Check Out the Organization with Reliable Agencies
There are a number of legitimate agencies you can contact to check the status of the charity in question:
- The Exempt Organizations Select Check Tool of the IRS Nonprofit Charities Database which will let you know if the charity is really 501(c)(3) tax exempt
- Charity Navigator rates charities based on their accountability and transparency
- GuideStar reveals information about how organizations spend their donations and the earnings of their top officers
- Charity Watch not only rates charities according to specific criteria but exposes abuse when it occurs
- BBB Wise Giving Alliance rates charities on 20 standards — stick to charities that are rated 20 out of 20
Use Common Sense
Just because you feel warm and fuzzy doesn’t mean you aren’t being taken advantage of. Pay attention to the following caveats:
- Giving a donation to a charity you’ve never heard of is risky at best. Be aware that many fake charities use names closely resembling the names of legitimate charities or similar symbols or insignias. Check names and symbols carefully.
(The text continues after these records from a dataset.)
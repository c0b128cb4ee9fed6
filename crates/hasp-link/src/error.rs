//! Error types for bus transport and request handling.

use hasp_hardware::HardwareError;
use hasp_protocol::FrameError;

/// Result type alias for link operations.
pub type Result<T> = std::result::Result<T, LinkError>;

/// Errors that can occur while moving commands over the bus.
#[derive(Debug, thiserror::Error)]
pub enum LinkError {
    /// Every transmission attempt went unanswered.
    ///
    /// Raised by the courier once the configured retry ceiling is spent.
    /// `attempts` counts all transmissions including the first.
    #[error("No response after {attempts} attempts")]
    TimeoutExceeded { attempts: u32 },

    /// A received frame could not be handled as a command.
    #[error("Frame error: {0}")]
    Frame(#[from] FrameError),

    /// The line underneath failed.
    #[error("Hardware error: {0}")]
    Hardware(#[from] HardwareError),
}

impl LinkError {
    /// Returns `true` if this is the courier's retry-ceiling timeout.
    #[must_use]
    pub fn is_timeout(&self) -> bool {
        matches!(self, Self::TimeoutExceeded { .. })
    }
}

#[cfg(test)]
mod tests {
    use super::*;

    #[test]
    fn test_timeout_display() {
        let error = LinkError::TimeoutExceeded { attempts: 4 };
        assert_eq!(error.to_string(), "No response after 4 attempts");
        assert!(error.is_timeout());
    }

    #[test]
    fn test_frame_error_conversion() {
        let error: LinkError = FrameError::malformed("not json").into();
        assert!(matches!(error, LinkError::Frame(_)));
        assert!(!error.is_timeout());
    }

    #[test]
    fn test_hardware_error_conversion() {
        let error: LinkError = HardwareError::timeout(50).into();
        assert!(matches!(error, LinkError::Hardware(_)));
    }
}
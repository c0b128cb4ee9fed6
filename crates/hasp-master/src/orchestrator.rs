//! The master's scan-to-unlock cycle.
//!
//! One orchestrator owns the whole master side: the courier on the
//! shared line, the registry of lockers it may command, the token
//! codec, and the audit sink. Scans come in from a [`ScanSource`]; for
//! each one the orchestrator decides, commands, and records.
//!
//! # Scan cycle
//!
//! 1. A scan identical to the immediately preceding one is suppressed
//!    before the codec ever sees it. Commodity scanners repeat a code
//!    held in front of them; one presentation is one decision.
//! 2. The token is decoded against the wall clock. A rejected token is
//!    logged by error category only, and the cycle ends with nothing
//!    on the wire. The raw token never appears in any diagnostic.
//! 3. The grant's locker is looked up in the registry; an address this
//!    master was never told about is dropped with a warning.
//! 4. The proxy runs the unlock exchange. A confirmation or an
//!    exhausted retransmission schedule both end up in the audit sink;
//!    only a line failure stops the loop.
//!
//! Between scans the orchestrator drains unsolicited device reports
//! (manual re-locks) off the bus, acknowledges them, and records them
//! in the same audit trail.

use chrono::Utc;
use hasp_hardware::traits::{BusLine, ScanSource};
use hasp_link::{Courier, LinkError};
use hasp_protocol::Command;
use hasp_token::TokenCodec;
use tokio::sync::watch;
use tracing::{debug, info, trace, warn};

use crate::audit::{AuditEvent, AuditSink};
use crate::error::Result;
use crate::registry::Registry;

/// Master-side coordinator: scans in, unlock exchanges out, every
/// settled outcome audited.
pub struct MasterOrchestrator<L, K> {
    courier: Courier<L>,
    registry: Registry,
    codec: TokenCodec,
    sink: K,
    last_scan: Option<String>,
}

impl<L: BusLine, K: AuditSink> MasterOrchestrator<L, K> {
    /// Assemble an orchestrator from its collaborators.
    pub fn new(courier: Courier<L>, registry: Registry, codec: TokenCodec, sink: K) -> Self {
        Self {
            courier,
            registry,
            codec,
            sink,
            last_scan: None,
        }
    }

    /// The registry of commandable lockers.
    #[must_use]
    pub fn registry(&self) -> &Registry {
        &self.registry
    }

    /// The audit sink, for inspection.
    #[must_use]
    pub fn sink(&self) -> &K {
        &self.sink
    }

    /// Run one scan through the decide-command-record cycle.
    ///
    /// Rejected tokens, unknown lockers, and devices that never answer
    /// are absorbed here with a diagnostic; the scan cycle must survive
    /// every bad input the reader can produce.
    ///
    /// # Errors
    ///
    /// Only a fatal line failure propagates.
    pub async fn handle_scan(&mut self, raw: &str) -> Result<()> {
        if self.last_scan.as_deref() == Some(raw) {
            trace!("repeated scan suppressed");
            return Ok(());
        }
        self.last_scan = Some(raw.to_string());

        let grant = match self.codec.decode(raw, Utc::now()) {
            Ok(grant) => grant,
            Err(error) => {
                warn!(category = error.category(), "scan rejected");
                return Ok(());
            }
        };

        let Some(proxy) = self.registry.lookup(grant.locker_id()) else {
            warn!(locker = %grant.locker_id(), "token names an unregistered locker");
            return Ok(());
        };

        info!(locker = %grant.locker_id(), actor = grant.actor(), "dispatching unlock");
        match proxy.unlock(&mut self.courier, grant.actor()).await {
            Ok(confirmation) => {
                info!(confirmation = %confirmation, "unlock confirmed");
                self.record(AuditEvent::confirmed(&confirmation));
            }
            Err(LinkError::TimeoutExceeded { attempts }) => {
                warn!(
                    locker = %grant.locker_id(),
                    attempts,
                    "device never confirmed, recording failed to open"
                );
                self.record(AuditEvent::failed_to_open(
                    grant.locker_id().clone(),
                    grant.actor(),
                ));
            }
            Err(error) => return Err(error.into()),
        }

        Ok(())
    }

    /// Drain unsolicited device reports off the bus.
    ///
    /// Each report from a registered locker is acknowledged and
    /// recorded; frames from unknown addresses are dropped with a
    /// diagnostic. Returns once the receive buffer is empty.
    ///
    /// # Errors
    ///
    /// Only a fatal line failure propagates.
    pub async fn poll_devices(&mut self) -> Result<()> {
        loop {
            match self.courier.try_receive().await {
                Ok(Some(frame)) => self.route_report(frame).await?,
                Ok(None) => return Ok(()),
                Err(LinkError::Frame(error)) => {
                    debug!(error = %error, "discarding unhandleable frame while draining");
                }
                Err(error) => return Err(error.into()),
            }
        }
    }

    /// Run the orchestrator until shutdown.
    ///
    /// Alternates between waiting for the next scan and draining
    /// device reports at the courier's poll cadence.
    ///
    /// # Errors
    ///
    /// Returns when the scan source dies or the line fails fatally.
    pub async fn run<S: ScanSource>(
        &mut self,
        scanner: &mut S,
        mut shutdown: watch::Receiver<bool>,
    ) -> Result<()> {
        let idle = self.courier.config().poll_interval;
        info!(registered = self.registry.len(), "master orchestrator online");

        loop {
            if *shutdown.borrow() {
                break;
            }

            tokio::select! {
                scan = scanner.next_scan() => {
                    let event = scan?;
                    self.handle_scan(&event.payload).await?;
                }
                () = tokio::time::sleep(idle) => {
                    self.poll_devices().await?;
                }
                changed = shutdown.changed() => {
                    // A dropped sender means nobody is left to stop us
                    // gracefully.
                    if changed.is_err() {
                        break;
                    }
                }
            }
        }

        info!("master orchestrator stopped");
        Ok(())
    }

    async fn route_report(&mut self, frame: Command) -> Result<()> {
        if frame.is_ack() {
            trace!(frame = %frame, "stray acknowledgment drained");
            return Ok(());
        }

        if !self.registry.contains(&frame.assign_to) {
            debug!(frame = %frame, "report from an unregistered device");
            return Ok(());
        }

        self.courier.acknowledge(&frame).await?;
        info!(report = %frame, "device report acknowledged");
        self.record(AuditEvent::reported(&frame));
        Ok(())
    }

    fn record(&mut self, event: AuditEvent) {
        if let Err(error) = self.sink.record(&event) {
            warn!(%error, event = %event, "audit sink failed, event delayed or lost");
        }
    }
}
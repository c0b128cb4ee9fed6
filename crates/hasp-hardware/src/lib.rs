//! Hardware abstraction layer for the Hasp locker control system.
//!
//! This crate provides trait-based abstractions for the peripherals a
//! locker node touches: the solenoid latch, the latch feedback sensor,
//! the operator alert output, the badge scanner, and the shared
//! half-duplex bus line. The traits enable substitution between mock
//! implementations (for development and testing) and real hardware.
//!
//! # Design Philosophy
//!
//! The hardware abstraction layer is designed with the following principles:
//!
//! - **Async-first**: All I/O operations are asynchronous using native
//!   `async fn` in traits (Rust 1.90 + Edition 2024 RPITIT).
//! - **Thread-safe**: All traits require `Send + Sync` for use with Tokio.
//! - **Dumb at the bottom**: implementations perform raw operations only.
//!   Policy such as direction settle timing, feedback debouncing, and
//!   retry lives in the layers above.
//! - **Error-aware**: All operations return `Result<T>` distinguishing
//!   fatal failures (the line never opened) from transient ones (a read
//!   hiccup the caller recovers from by reopening).
//!
//! # Peripheral Traits
//!
//! ```no_run
//! use hasp_hardware::traits::{AlertOutput, SolenoidDrive};
//! use hasp_hardware::error::Result;
//! use hasp_core::types::LockState;
//! use std::time::Duration;
//!
//! async fn release_and_confirm<S, A>(latch: &mut S, alert: &mut A) -> Result<()>
//! where
//!     S: SolenoidDrive,
//!     A: AlertOutput,
//! {
//!     latch.set_state(LockState::Open).await?;
//!     alert.pulse(Duration::from_millis(100)).await?;
//!     Ok(())
//! }
//! ```
//!
//! The [`BusLine`] trait is the bottom of the transport stack: raw bytes
//! and a direction pin, with framing and timing layered on top by the
//! transport crate.
//!
//! # Implementations
//!
//! - [`mock`] provides programmable stand-ins for every trait, each
//!   paired with a test handle.
//! - [`serial`] provides [`SerialBusLine`], the real bus line over a
//!   serial adapter with RTS repurposed as the transceiver driver-enable.
//! - [`wedge`] provides [`LineScanner`], adapting keyboard-wedge scanners
//!   (or any line-oriented stream) into a [`ScanSource`].
//!
//! Real latch, sensor, and alert drivers are expected behind the
//! `hardware-*` cargo features as they materialize; until then nodes run
//! those peripherals from the mocks, emulator style.
//!
//! [`BusLine`]: traits::BusLine
//! [`ScanSource`]: traits::ScanSource
//! [`SerialBusLine`]: serial::SerialBusLine
//! [`LineScanner`]: wedge::LineScanner

pub mod error;
pub mod mock;
pub mod serial;
pub mod traits;
pub mod wedge;

// Re-export commonly used types for convenience
pub use error::{HardwareError, Result};
pub use traits::{
    AlertOutput, BusLine, FeedbackSense, LineDirection, MAX_SCAN_LENGTH, ScanEvent, ScanSource,
    SolenoidDrive,
};

// The states these peripherals speak in are defined by the core crate;
// re-exported here so hardware users need only one import path.
pub use hasp_core::types::{FeedbackState, LockState};
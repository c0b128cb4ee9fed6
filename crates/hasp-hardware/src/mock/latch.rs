//! Mock solenoid latch for testing and development.

use crate::{Result, traits::SolenoidDrive};
use hasp_core::types::LockState;
use std::sync::Arc;
use std::sync::atomic::{AtomicUsize, Ordering};
use tokio::sync::mpsc;

/// Mock solenoid latch.
///
/// Tracks the commanded state and reports every transition to its handle,
/// so a test can assert the exact actuation sequence a controller drove.
/// Starts in [`LockState::Closed`], matching a de-energized solenoid.
///
/// # Examples
///
/// ```
/// use hasp_hardware::mock::MockSolenoid;
/// use hasp_hardware::traits::SolenoidDrive;
/// use hasp_core::types::LockState;
///
/// #[tokio::main]
/// async fn main() -> hasp_hardware::Result<()> {
///     let (mut latch, mut handle) = MockSolenoid::new();
///
///     latch.set_state(LockState::Open).await?;
///     latch.set_state(LockState::Closed).await?;
///
///     assert_eq!(
///         handle.drain_transitions(),
///         vec![LockState::Open, LockState::Closed]
///     );
///     Ok(())
/// }
/// ```
#[derive(Debug)]
pub struct MockSolenoid {
    state: LockState,
    transition_tx: mpsc::UnboundedSender<LockState>,
    fail_budget: Arc<AtomicUsize>,
    name: String,
}

impl MockSolenoid {
    /// Create a new mock latch with the default name.
    pub fn new() -> (Self, MockSolenoidHandle) {
        Self::with_name("Mock Solenoid".to_string())
    }

    /// Create a new mock latch with a custom name.
    pub fn with_name(name: String) -> (Self, MockSolenoidHandle) {
        let (transition_tx, transition_rx) = mpsc::unbounded_channel();
        let fail_budget = Arc::new(AtomicUsize::new(0));

        let latch = Self {
            state: LockState::Closed,
            transition_tx,
            fail_budget: Arc::clone(&fail_budget),
            name,
        };

        let handle = MockSolenoidHandle {
            transition_rx,
            fail_budget,
        };

        (latch, handle)
    }

    fn consume_fault(&self) -> bool {
        self.fail_budget
            .fetch_update(Ordering::SeqCst, Ordering::SeqCst, |n| n.checked_sub(1))
            .is_ok()
    }
}

impl SolenoidDrive for MockSolenoid {
    async fn set_state(&mut self, state: LockState) -> Result<()> {
        if self.consume_fault() {
            return Err(crate::HardwareError::disconnected(self.name.clone()));
        }

        self.state = state;
        // Observation only; a dropped handle must not fail the actuator.
        let _ = self.transition_tx.send(state);
        Ok(())
    }

    async fn state(&self) -> Result<LockState> {
        Ok(self.state)
    }
}

/// Handle for observing and fault-injecting a [`MockSolenoid`].
#[derive(Debug)]
pub struct MockSolenoidHandle {
    transition_rx: mpsc::UnboundedReceiver<LockState>,
    fail_budget: Arc<AtomicUsize>,
}

impl MockSolenoidHandle {
    /// Wait for the next commanded transition.
    ///
    /// Returns `None` once the latch has been dropped and all recorded
    /// transitions were consumed.
    pub async fn next_transition(&mut self) -> Option<LockState> {
        self.transition_rx.recv().await
    }

    /// Collect all transitions recorded so far without waiting.
    pub fn drain_transitions(&mut self) -> Vec<LockState> {
        let mut transitions = Vec::new();
        while let Ok(state) = self.transition_rx.try_recv() {
            transitions.push(state);
        }
        transitions
    }

    /// Make the next `count` drive operations fail with a disconnect.
    pub fn fail_next(&self, count: usize) {
        self.fail_budget.store(count, Ordering::SeqCst);
    }
}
- Don’t be lured into supporting a charity just because you’ve received a letter, phone call, email or text. Choose the charity you want to donate to; don’t just respond because you’ve been targeted.
- The charity you give to must have real, verifiable, contact information.
- If the charity is legitimate your donation should be tax-deductible.
- Find out what percentage of your donation actually goes to the cause after expenses by asking for financial statements.
- If you are suspicious of a particular solicitation, check with your police department to see if complaints about the organization have been made.
- Keep records of donations in case questions arise later.
- Remember that technological advances have made identities much easier to fake. Letterheads, return phone numbers and even websites are all too easy to fabricate.
- If you receive “gifts” by mail, it doesn’t obligate you to donate to the sender.
- Don’t be embarrassed to ask to see credentials when someone comes to your door or solicits you on a street corner.
Approach Charitable Giving with the Seriousness It Deserves
You know how much time and care your charitable giving attorney takes to make sure your charitable giving is meaningful and beneficial to those you desire to help. Don’t undercut the process by being cavalier about your less substantial or more spontaneous donations. You want to be generous, not foolish.